//! Report rendering.
//!
//! Text output mirrors the classic day listing:
//!
//! ```text
//! === DAY 1 (alice) ===
//! Tank (10HP) - 10
//! Recon (?) - 11
//! Running total: 11000
//! ```

use std::io::Write;

use serde::Serialize;

use recon_core::report::{DayGroup, GroupSlot, RatioReport};
use recon_core::source::{Reconstruction, SourceError};

use crate::CliError;

/// Output format.
#[derive(Debug, Clone, Copy, PartialEq, Eq, Default, clap::ValueEnum)]
pub enum Format {
    /// Human-readable listing.
    #[default]
    Text,
    /// Pretty-printed JSON.
    Json,
}

/// Report mode.
#[derive(Debug, Clone, Copy, PartialEq, Eq, Default, clap::ValueEnum)]
pub enum Mode {
    /// Units grouped by build day with running totals.
    #[default]
    Days,
    /// Share of each unit type in production.
    Ratios,
}

/// Fetch outcome shown alongside every report.
#[derive(Debug, Clone, Serialize)]
pub struct MatchInfo {
    /// Match identifier.
    pub match_id: String,
    /// Turns merged.
    pub turns: u32,
    /// Last turn merged.
    pub max_turn: u32,
    /// Why fetching stopped.
    pub stop_reason: String,
    /// Whether fetching ended before the real end of the data.
    pub partial: bool,
    /// Units given an inferred build turn.
    pub inferred: u32,
    /// Units whose build turn stayed unknown.
    pub unplaced: u32,
}

impl MatchInfo {
    /// Summarize a reconstruction.
    pub fn new(match_id: &str, result: &Reconstruction) -> Self {
        Self {
            match_id: match_id.to_string(),
            turns: result.turns_merged,
            max_turn: result.max_turn,
            stop_reason: result.stop_reason.to_string(),
            partial: !matches!(result.stop_reason, SourceError::Missing(_)),
            inferred: result.inference.assigned,
            unplaced: result.inference.unplaced,
        }
    }
}

#[derive(Serialize)]
struct DaysReport<'a> {
    #[serde(flatten)]
    info: &'a MatchInfo,
    groups: &'a [DayGroup],
}

#[derive(Serialize)]
struct RatiosReport<'a> {
    #[serde(flatten)]
    info: &'a MatchInfo,
    #[serde(flatten)]
    ratios: &'a RatioReport,
}

/// Header line for a day group.
pub fn group_header(group: &DayGroup) -> String {
    match (group.slot, group.display_day, group.owner.as_deref()) {
        (GroupSlot::Unplaced, _, _) => "=== UNPLACED ===".to_string(),
        (GroupSlot::PreMatch, _, _) => "=== DAY 0 (pre-match) ===".to_string(),
        (GroupSlot::Turn(_), Some(day), Some(owner)) => format!("=== DAY {day} ({owner}) ==="),
        (GroupSlot::Turn(turn), day, _) => {
            format!("=== DAY {} (turn {turn}) ===", day.unwrap_or_default())
        }
    }
}

/// Render day groups as text.
pub fn days_text(info: &MatchInfo, groups: &[DayGroup]) -> String {
    let mut out = String::new();
    out.push_str(&format!("Match {}: {} turns merged\n", info.match_id, info.turns));
    if info.partial {
        out.push_str(&format!("Partial data: {}\n", info.stop_reason));
    }

    for group in groups {
        out.push('\n');
        out.push_str(&group_header(group));
        out.push('\n');
        for unit in &group.units {
            out.push_str(&format!("{} ({}) - {}\n", unit.type_name, unit.status, unit.id));
        }
        match group.running_total {
            Some(total) => out.push_str(&format!("Running total: {total}\n")),
            None => out.push_str(&format!("Spent: {}\n", group.spent)),
        }
    }

    if groups.is_empty() {
        out.push_str("\nNo units found\n");
    }
    out
}

/// Render production ratios as text.
pub fn ratios_text(info: &MatchInfo, report: &RatioReport) -> String {
    let mut out = format!("=={}-TURN RATIOS==\n", info.turns);
    if report.ratios.is_empty() {
        out.push_str("No non-infantry units produced\n");
        return out;
    }
    for (type_name, ratio) in &report.ratios {
        let count = report.counts.get(type_name).copied().unwrap_or_default();
        out.push_str(&format!("{type_name}: {ratio} ({count})\n"));
    }
    out
}

/// Render day groups as JSON.
pub fn days_json(info: &MatchInfo, groups: &[DayGroup]) -> serde_json::Result<String> {
    serde_json::to_string_pretty(&DaysReport { info, groups })
}

/// Render production ratios as JSON.
pub fn ratios_json(info: &MatchInfo, report: &RatioReport) -> serde_json::Result<String> {
    serde_json::to_string_pretty(&RatiosReport {
        info,
        ratios: report,
    })
}

/// Write a rendered report followed by a single newline.
pub fn write_report(out: &mut impl Write, text: &str) -> Result<(), CliError> {
    writeln!(out, "{}", text.trim_end())?;
    out.flush()?;
    Ok(())
}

= EXERCISE BRIEF =
A verbatim output of all the data above is needed.

= TASK ANSWER =
//! Report rendering.
//!
//! Text output mirrors the classic day listing:
//!
//! ```text
//! === DAY 1 (alice) ===
//! Tank (10HP) - 10
//! Recon (?) - 11
//! Running total: 11000
//! ```

use std::io::Write;

use serde::Serialize;

use recon_core::report::{DayGroup, GroupSlot, RatioReport};
use recon_core::source::{Reconstruction, SourceError};

use crate::CliError;

/// Output format.
#[derive(Debug, Clone, Copy, PartialEq, Eq, Default, clap::ValueEnum)]
pub enum Format {
    /// Human-readable listing.
    #[default]
    Text,
    /// Pretty-printed JSON.
    Json,
}

/// Report mode.
#[derive(Debug, Clone, Copy, PartialEq, Eq, Default, clap::ValueEnum)]
pub enum Mode {
    /// Units grouped by build day with running totals.
    #[default]
    Days,
    /// Share of each unit type in production.
    Ratios,
}

/// Fetch outcome shown alongside every report.
#[derive(Debug, Clone, Serialize)]
pub struct MatchInfo {
    /// Match identifier.
    pub match_id: String,
    /// Turns merged.
    pub turns: u32,
    /// Last turn merged.
    pub max_turn: u32,
    /// Why fetching stopped.
    pub stop_reason: String,
    /// Whether fetching ended before the real end of the data.
    pub partial: bool,
    /// Units given an inferred build turn.
    pub inferred: u32,
    /// Units whose build turn stayed unknown.
    pub unplaced: u32,
}

impl MatchInfo {
    /// Summarize a reconstruction.
    pub fn new(match_id: &str, result: &Reconstruction) -> Self {
        Self {
            match_id: match_id.to_string(),
            turns: result.turns_merged,
            max_turn: result.max_turn,
            stop_reason: result.stop_reason.to_string(),
            partial: !matches!(result.stop_reason, SourceError::Missing(_)),
            inferred: result.inference.assigned,
            unplaced: result.inference.unplaced,
        }
    }
}

#[derive(Serialize)]
struct DaysReport<'a> {
    #[serde(flatten)]
    info: &'a MatchInfo,
    groups: &'a [DayGroup],
}

#[derive(Serialize)]
struct RatiosReport<'a> {
    #[serde(flatten)]
    info: &'a MatchInfo,
    #[serde(flatten)]
    ratios: &'a RatioReport,
}

/// Header line for a day group.
pub fn group_header(group: &DayGroup) -> String {
    match (group.slot, group.display_day, group.owner.as_deref()) {
        (GroupSlot::Unplaced, _, _) => "=== UNPLACED ===".to_string(),
        (GroupSlot::PreMatch, _, _) => "=== DAY 0 (pre-match) ===".to_string(),
        (GroupSlot::Turn(_), Some(day), Some(owner)) => format!("=== DAY {day} ({owner}) ==="),
        (GroupSlot::Turn(turn), day, _) => {
            format!("=== DAY {} (turn {turn}) ===", day.unwrap_or_default())
        }
    }
}

/// Render day groups as text.
pub fn days_text(info: &MatchInfo, groups: &[DayGroup]) -> String {
    let mut out = String::new();
    out.push_str(&format!("Match {}: {} turns merged\n", info.match_id, info.turns));
    if info.partial {
        out.push_str(&format!("Partial data: {}\n", info.stop_reason));
    }

    for group in groups {
        out.push('\n');
        out.push_str(&group_header(group));
        out.push('\n');
        for unit in &group.units {
            out.push_str(&format!("{} ({}) - {}\n", unit.type_name, unit.status, unit.id));
        }
        match group.running_total {
            Some(total) => out.push_str(&format!("Running total: {total}\n")),
            None => out.push_str(&format!("Spent: {}\n", group.spent)),
        }
    }

    if groups.is_empty() {
        out.push_str("\nNo units found\n");
    }
    out
}

/// Render production ratios as text.
pub fn ratios_text(info: &MatchInfo, report: &RatioReport) -> String {
    let mut out = format!("=={}-TURN RATIOS==\n", info.turns);
    if report.ratios.is_empty() {
        out.push_str("No non-infantry units produced\n");
        return out;
    }
    for (type_name, ratio) in &report.ratios {
        let count = report.counts.get(type_name).copied().unwrap_or_default();
        out.push_str(&format!("{type_name}: {ratio} ({count})\n"));
    }
    out
}

/// Render day groups as JSON.
pub fn days_json(info: &MatchInfo, groups: &[DayGroup]) -> serde_json::Result<String> {
    serde_json::to_string_pretty(&DaysReport { info, groups })
}

/// Render production ratios as JSON.
pub fn ratios_json(info: &MatchInfo, report: &RatioReport) -> serde_json::Result<String> {
    serde_json::to_string_pretty(&RatiosReport {
        info,
        ratios: report,
    })
}

/// Write a rendered report followed by a single newline.
pub fn write_report(out: &mut impl Write, text: &str) -> Result<(), CliError> {
    writeln!(out, "{}", text.trim_end())?;
    out.flush()?;
    Ok(())
}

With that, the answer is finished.